12:30 p.m. - 2008-07-24

Well, I'm still workig out, and still trying to eat right. I did run into a little problem the other day when I went to go buy groceries. You see, I had my Eating for Life shopping list, which I had put together after picking out my recipes from the cook book. All healthy foods...alot of fruit, which BabyBoy and I picked out together. You see, he works in the produce department, and he was so into telling me about this fruit and that fruit. Then when we got to the spices department, again he was telling me about different spices to use for different types of dishes. Remember, he's taking culinary classes at the local college...

Anyways, I had over $300 worth of food. We went through the cashier line, BabyBoy loaded all the food into the cart, and then my card was declined. The same card I had used a couple of days before with no problem. And it had backup funding. I did not have any money, because we had planned for Hombre to give me the money on Friday to put in my account to cover the charge. I had to leave all that food there. After spending over two hours picking everything out!
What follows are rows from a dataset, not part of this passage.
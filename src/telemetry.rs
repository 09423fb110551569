use anyhow::Result;
use tracing_subscriber::{layer::SubscriberExt, util::SubscriberInitExt, EnvFilter};
use uuid::Uuid;

use crate::config::ObservabilityConfig;

/// Initialize structured logging.
///
/// `RUST_LOG` takes precedence over the configured level when set.
pub fn init_telemetry(observability: &ObservabilityConfig) -> Result<()> {
    let filter = EnvFilter::try_from_default_env()
        .or_else(|_| EnvFilter::try_new(&observability.log_level))?;

    let registry = tracing_subscriber::registry().with(filter);

    if observability.json_logs {
        registry
            .with(
                tracing_subscriber::fmt::layer()
                    .json()
                    .with_current_span(true)
                    .with_span_list(true)
                    .with_writer(std::io::stderr),
            )
            .try_init()?;
    } else {
        registry
            .with(
                tracing_subscriber::fmt::layer()
                    .with_target(false)
                    .with_writer(std::io::stderr),
            )
            .try_init()?;
    }

    tracing::debug!(
        json = observability.json_logs,
        level = %observability.log_level,
        "ProteogenomiX telemetry initialized"
    );
    Ok(())
}

/// Generate a correlation ID for linking related operations
pub fn generate_correlation_id() -> String {
    Uuid::new_v4().to_string()
}

/// Create a span carrying the analysis attributes every run logs under
pub fn create_analysis_span(
    operation: &str,
    analysis_id: Uuid,
    correlation_id: Option<&str>,
) -> tracing::Span {
    tracing::info_span!(
        "analysis",
        operation = operation,
        analysis.id = %analysis_id,
        correlation.id = correlation_id,
    )
}

/// Shutdown telemetry gracefully
pub fn shutdown_telemetry() {
    // Nothing buffered; the fmt layer writes synchronously
    tracing::debug!("ProteogenomiX telemetry shutdown complete");
}
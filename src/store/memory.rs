use async_trait::async_trait;
use std::collections::HashMap;
use tokio::sync::RwLock;
use uuid::Uuid;

use super::{AnalysisStore, StoreError};
use crate::analysis::{Analysis, ResultArtifact};
use crate::evaluator::BiomarkerCandidate;

#[derive(Debug, Clone)]
struct Entry {
    analysis: Analysis,
    biomarkers: Vec<BiomarkerCandidate>,
    artifacts: Vec<ResultArtifact>,
}

/// Process-local store, used by the CLI without a database and by tests.
#[derive(Debug, Default)]
pub struct InMemoryStore {
    entries: RwLock<HashMap<Uuid, Entry>>,
}

impl InMemoryStore {
    pub fn new() -> Self {
        Self::default()
    }
}

fn owned_entry<'a>(
    entries: &'a HashMap<Uuid, Entry>,
    owner: &str,
    id: Uuid,
) -> Result<&'a Entry, StoreError> {
    entries
        .get(&id)
        .filter(|e| e.analysis.owner == owner)
        .ok_or(StoreError::NotFound { id })
}

#[async_trait]
impl AnalysisStore for InMemoryStore {
    async fn insert_analysis(&self, analysis: &Analysis) -> Result<(), StoreError> {
        let mut entries = self.entries.write().await;
        if entries.contains_key(&analysis.id) {
            return Err(StoreError::Duplicate { id: analysis.id });
        }
        entries.insert(
            analysis.id,
            Entry {
                analysis: analysis.clone(),
                biomarkers: Vec::new(),
                artifacts: Vec::new(),
            },
        );
        Ok(())
    }

    async fn get_analysis(&self, owner: &str, id: Uuid) -> Result<Option<Analysis>, StoreError> {
        let entries = self.entries.read().await;
        Ok(owned_entry(&entries, owner, id).ok().map(|e| e.analysis.clone()))
    }

    async fn list_analyses(&self, owner: &str) -> Result<Vec<Analysis>, StoreError> {
        let entries = self.entries.read().await;
        let mut analyses: Vec<Analysis> = entries
            .values()
            .filter(|e| e.analysis.owner == owner)
            .map(|e| e.analysis.clone())
            .collect();
        analyses.sort_by(|a, b| b.created_at.cmp(&a.created_at));
        Ok(analyses)
    }

    async fn update_analysis(&self, analysis: &Analysis) -> Result<(), StoreError> {
        let mut entries = self.entries.write().await;
        let entry = entries
            .get_mut(&analysis.id)
            .ok_or(StoreError::NotFound { id: analysis.id })?;
        entry.analysis = analysis.clone();
        Ok(())
    }

    async fn append_biomarker(
        &self,
        analysis_id: Uuid,
        candidate: &BiomarkerCandidate,
    ) -> Result<(), StoreError> {
        let mut entries = self.entries.write().await;
        let entry = entries
            .get_mut(&analysis_id)
            .ok_or(StoreError::NotFound { id: analysis_id })?;
        entry.biomarkers.push(candidate.clone());
        Ok(())
    }

    async fn append_artifact(&self, artifact: &ResultArtifact) -> Result<(), StoreError> {
        let mut entries = self.entries.write().await;
        let entry = entries
            .get_mut(&artifact.analysis_id)
            .ok_or(StoreError::NotFound {
                id: artifact.analysis_id,
            })?;
        entry.artifacts.push(artifact.clone());
        Ok(())
    }

    async fn record_results(
        &self,
        analysis: &Analysis,
        candidates: &[BiomarkerCandidate],
        artifacts: &[ResultArtifact],
    ) -> Result<(), StoreError> {
        let mut entries = self.entries.write().await;
        let entry = entries
            .get_mut(&analysis.id)
            .ok_or(StoreError::NotFound { id: analysis.id })?;
        entry.analysis = analysis.clone();
        entry.biomarkers.extend_from_slice(candidates);
        entry.artifacts.extend_from_slice(artifacts);
        Ok(())
    }

    async fn biomarkers(
        &self,
        owner: &str,
        analysis_id: Uuid,
    ) -> Result<Vec<BiomarkerCandidate>, StoreError> {
        let entries = self.entries.read().await;
        Ok(owned_entry(&entries, owner, analysis_id)?.biomarkers.clone())
    }

    async fn artifacts(
        &self,
        owner: &str,
        analysis_id: Uuid,
    ) -> Result<Vec<ResultArtifact>, StoreError> {
        let entries = self.entries.read().await;
        Ok(owned_entry(&entries, owner, analysis_id)?.artifacts.clone())
    }
}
Yeah, to say I was angry and embarrassed is to put it mildly. I was ready to give up..You know, "I can't eat the right foods so why even bother working out!" kinda shit. But something inside me has changed, and when I looked at myself in the mirror, I knew that in order for ME to change on the outside, I have to BE the change. I did not want to throw in the towel. I got off my ass and went into the basement and completed my upper body weight workout. I FELT GREAT!!

I am scheduled to take my four weeks measurements, pics, and BF% this Sunday. Yes, folks, it's been four weeks since I began this challenge. And you know what? I feel great! Yes, I really have to work hard at figuring out what I'll have for my six small meals. That's right...SIX! And it really does make a difference. I feel more energized, and I feel stronger inside.

I feel like there are some changes in my body, but I'm anxious for Sunday to come around. I mean, I never really thought I was so overweight. I fooled myself into thinking it was not that bad. So, now I'm thinking, yeah I feel like I've lost weight, but what if that's just me fooling myself again? I hope that there is a change. Either way, I have to keep going. Nothing is going to change unless I change, right? I do feel a lot better emotionally, spiritually. You know what's funny? The fact that Hombre is now staying home a lot more in the evenings. Yes, he's still drinking, but I think he thinks I'm doing all of this for someone else. He hasn't come out and said anything, but suddenly he's become a homebody the last week and a half.

Oh, Wyatt and Brian...Yes, I did see your challenge about going to an Al-Anon class. I will make you both a promise. I will go to a class within the next two weeks. It's time for change ya'll, and I'm on a fucking role! Can you imagine the changes that will happen around me because of the changes that I'm making inside myself? The possibilities are awesome!